The wind farm will be 26% owned by a community trust for the education of our children, in line with the triple bottom line sustainable development principles of the investors. This trust, which will own a share of the wind farm worth R145-million, will, after about seven years, be able to invest in the region of R18-million per annum in the improvement of education in our town so that we can improve the lives and futures of our community.
The wind farm will contribute eight megawatts on a calm day and up to 36 megawatts on a windy day into our grid making our town essentially self sufficient power-wise. Grahamstown is the closest point to the wind farm, so, although by law the power is sold to Eskom, it will flow to Grahamstown.
If there is load shedding in the region, the only place the electricity can go is to us. So we will have secure power. In addition, the wind farm will be selling power to Eskom at a rate that is higher than what we buy it back from for use in Grahamstown.
Eskom does not have enough power to go around, and the fact that it loses a lot of its profitability through distributing power to small distant markets, such as ours, means it is happy if we solve our own problems, and leave it to the important business of providing power to the big markets. So, when we turn on a light in the future, 26% of the cost of power will be educating our kids, as opposed to paying for coal in Witbank.

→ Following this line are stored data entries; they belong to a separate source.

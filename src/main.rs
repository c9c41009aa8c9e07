use std::error::Error;
use std::fs;
use std::sync::atomic::AtomicBool;

use clap::{Parser, ValueEnum};
use log::{error, info, LevelFilter};

use sphere_raytracer::output;
use sphere_raytracer::raytracing::parser::{ImageData, SceneParser};
use sphere_raytracer::raytracing::render::{raytrace_scene, RenderOptions};

mod logger;

#[derive(Debug, Clone, ValueEnum)]
enum LogLevel {
    Error,
    Warn,
    Info,
    Debug,
    Trace,
}

impl From<LogLevel> for LevelFilter {
    fn from(level: LogLevel) -> Self {
        match level {
            LogLevel::Error => LevelFilter::Error,
            LogLevel::Warn => LevelFilter::Warn,
            LogLevel::Info => LevelFilter::Info,
            LogLevel::Debug => LevelFilter::Debug,
            LogLevel::Trace => LevelFilter::Trace,
        }
    }
}

#[derive(Debug, Parser)]
#[command(version, about, long_about = None)]
struct Args {
    /// the input path to the scene file
    scene: String,
    /// where to save the png, overrides the name given in the scene file
    #[arg(short, long)]
    output: Option<String>,
    /// seed used by rough materials, random when omitted
    #[arg(long)]
    seed: Option<u64>,
    /// number of render threads, all the cores when omitted
    #[arg(short = 'j', long)]
    threads: Option<usize>,
    /// logging verbosity
    #[arg(long, value_enum, default_value = "info")]
    log_level: LogLevel,
}

fn main() -> Result<(), Box<dyn Error>> {
    let args = Args::parse();
    logger::init_logger(args.log_level.into());

    let content = fs::read_to_string(&args.scene)?;
    let ImageData {
        output: scene_output,
        scene,
    } = SceneParser::new(&content)
        .parse_scene()
        .inspect_err(|err| error!("{}: {}", args.scene, err))?;
    info!(
        "Loaded {}: {}x{}, {} objects, {} lights",
        args.scene,
        scene.width(),
        scene.height(),
        scene.objects().len(),
        scene.lights().len()
    );

    let options = RenderOptions {
        seed: args.seed,
        threads: args.threads,
    };
    // nothing cancels a command line render, the token is for embedders
    let cancel = AtomicBool::new(false);
    let frame = raytrace_scene(&scene, &options, &cancel)?;

    let path = args.output.unwrap_or(scene_output);
    output::save_png(&frame, &path)?;
    Ok(())
}
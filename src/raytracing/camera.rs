use std::fmt;

use super::math::{Ray, Vec3};

#[derive(Debug, Clone, Copy, PartialEq, Eq, Default)]
pub enum Lens {
    #[default]
    Normal,
    Fisheye,
    /// recognised in scene files but not supported by the renderer
    Panorama,
}

impl fmt::Display for Lens {
    fn fmt(&self, f: &mut fmt::Formatter) -> fmt::Result {
        let name = match self {
            Lens::Normal => "normal",
            Lens::Fisheye => "fisheye",
            Lens::Panorama => "panorama",
        };
        write!(f, "{}", name)
    }
}

#[derive(Debug, Clone, Copy, PartialEq)]
pub struct Camera {
    pub eye: Vec3,
    /// Not normalized: a longer forward vector narrows the field of view.
    pub forward: Vec3,
    pub right: Vec3,
    pub up: Vec3,
    pub lens: Lens,
}

impl Default for Camera {
    /// Camera at the origin looking toward -z.
    fn default() -> Self {
        Self {
            eye: Vec3::zero(),
            forward: Vec3::new(0.0, 0.0, -1.0),
            right: Vec3::new(1.0, 0.0, 0.0),
            up: Vec3::new(0.0, 1.0, 0.0),
            lens: Lens::Normal,
        }
    }
}

impl Camera {
    /// Replace the forward vector and rebuild right and up around it.
    pub fn set_forward(&mut self, forward: Vec3) {
        self.forward = forward;
        self.orthonormalize();
    }

    /// Replace the up vector, then make it perpendicular to forward.
    pub fn set_up(&mut self, up: Vec3) {
        self.up = up;
        self.orthonormalize();
    }

    fn orthonormalize(&mut self) {
        // keep the previous basis when forward and up are parallel
        if let Some(right) = self.forward.cross(self.up).try_normalize() {
            self.right = right;
        }
        if let Some(up) = self.right.cross(self.forward).try_normalize() {
            self.up = up;
        }
    }

    /// Ray through pixel (x, y) of a `width` x `height` image, with (0, 0) at
    /// the top-left corner. `None` means no ray is cast for this pixel: the
    /// fisheye lens rejects points outside its disk.
    ///
    /// Panics on [`Lens::Panorama`]; scenes using it are refused when built.
    pub fn make_eye_ray(&self, x: f64, y: f64, width: u32, height: u32) -> Option<Ray> {
        let size = width.max(height) as f64;
        let s_x = (2.0 * x - width as f64) / size;
        let s_y = (height as f64 - 2.0 * y) / size;

        let direction = match self.lens {
            Lens::Normal => self.forward + self.right * s_x + self.up * s_y,
            Lens::Fisheye => {
                let forward_len = self.forward.len();
                let s_x = s_x / forward_len;
                let s_y = s_y / forward_len;
                let r2 = s_x * s_x + s_y * s_y;
                if r2 > 1.0 {
                    return None;
                }
                let forward = self.forward.try_normalize()?;
                forward * (1.0 - r2).sqrt() + self.right * s_x + self.up * s_y
            }
            Lens::Panorama => unimplemented!("panorama lens"),
        };
        Ray::new(self.eye, direction)
    }
}
//! Whitted style ray tracer for scenes made of spheres, suns and bulbs.
//!
//! [`raytracing::parser`] reads a scene file into an immutable
//! [`raytracing::scene::Scene`], [`raytracing::render::raytrace_scene`] turns
//! it into a [`raytracing::render::Frame`] of display colors and
//! [`output::save_png`] writes that frame to disk.

pub mod output;
pub mod raytracing;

The wind farm will result in us being responsible for reducing the amount of pollution our town produces over the next 40 years by five million tons of coal. To put that in perspective, that is enough coal to cover about 5000 sport fields in a layer one meter thick.
In addition to the carbon that a coal power plant would release (providing us with power for 40 years) it would also release about 3200 tons of mercury, 2000 tons arsenic, 1600 tons nickel, 4400 tons selenium, 504 tons cadmium, 378 tons chrome and 115 tons of lead into the atmosphere and slag heaps where they would leach into the water and hurt people and their environment.
These are very harmful chemicals, which is one of the reasons why people that grow up in polluted areas tend to have developmental problems, learning disabilities and higher risks of cancer. In coal waste polluted areas fish, frogs, plants, birds and many insects don’t get to grow up at all.
I have grown up in this community and am committed to conserving it and helping it grow sustainably. As a young beekeeper, I used to often visit the sisters at Hillandale long before it was a monastery.
Before the brothers came to our community Sister Carol asked me to remove all of the bees from the houses there so the brothers would not be shocked, as they came to our community from other countries which fear the occasionally aggressive African bees, and we wanted them to feel at home with us from the word go. I later kept bees with the brothers for some time.
Through great work, and investment, the brothers built up the area to how it is now. I highly commend this work, and appreciate all who have written in in support of the worries the brothers have about the wind farm.
However, as I mentioned earlier, the time to have suggested alternatives to this development would have been ideally 16 months ago. Alternatives can be found now, but this will delay the process by up to three years.
It may also chase the investors away, and whoever we find next may not be willing to put 26% into a community trust to educate our kids, and may not be willing to discuss anything at all. So, for all of us, we have to ask ourselves – will it not be good to look up at the hill and realise that those turbines turning gently in the wind are making our world a better place, and investing in our future.
For the Christians among us, especially those who have contributed much carbon by coming here to meditate at the monastery, will it not be an excellent reminder to us that we are all destroying God’s creation and that the community we live with is at least trying to do something about this problem. Let us all join together and work as a community in making a better future, rather than find reasons to postpone saving our planet.
Dr Garth Cambray is the director of Makana Meadery and is a lobbyist of the Winds of Change wind farm project.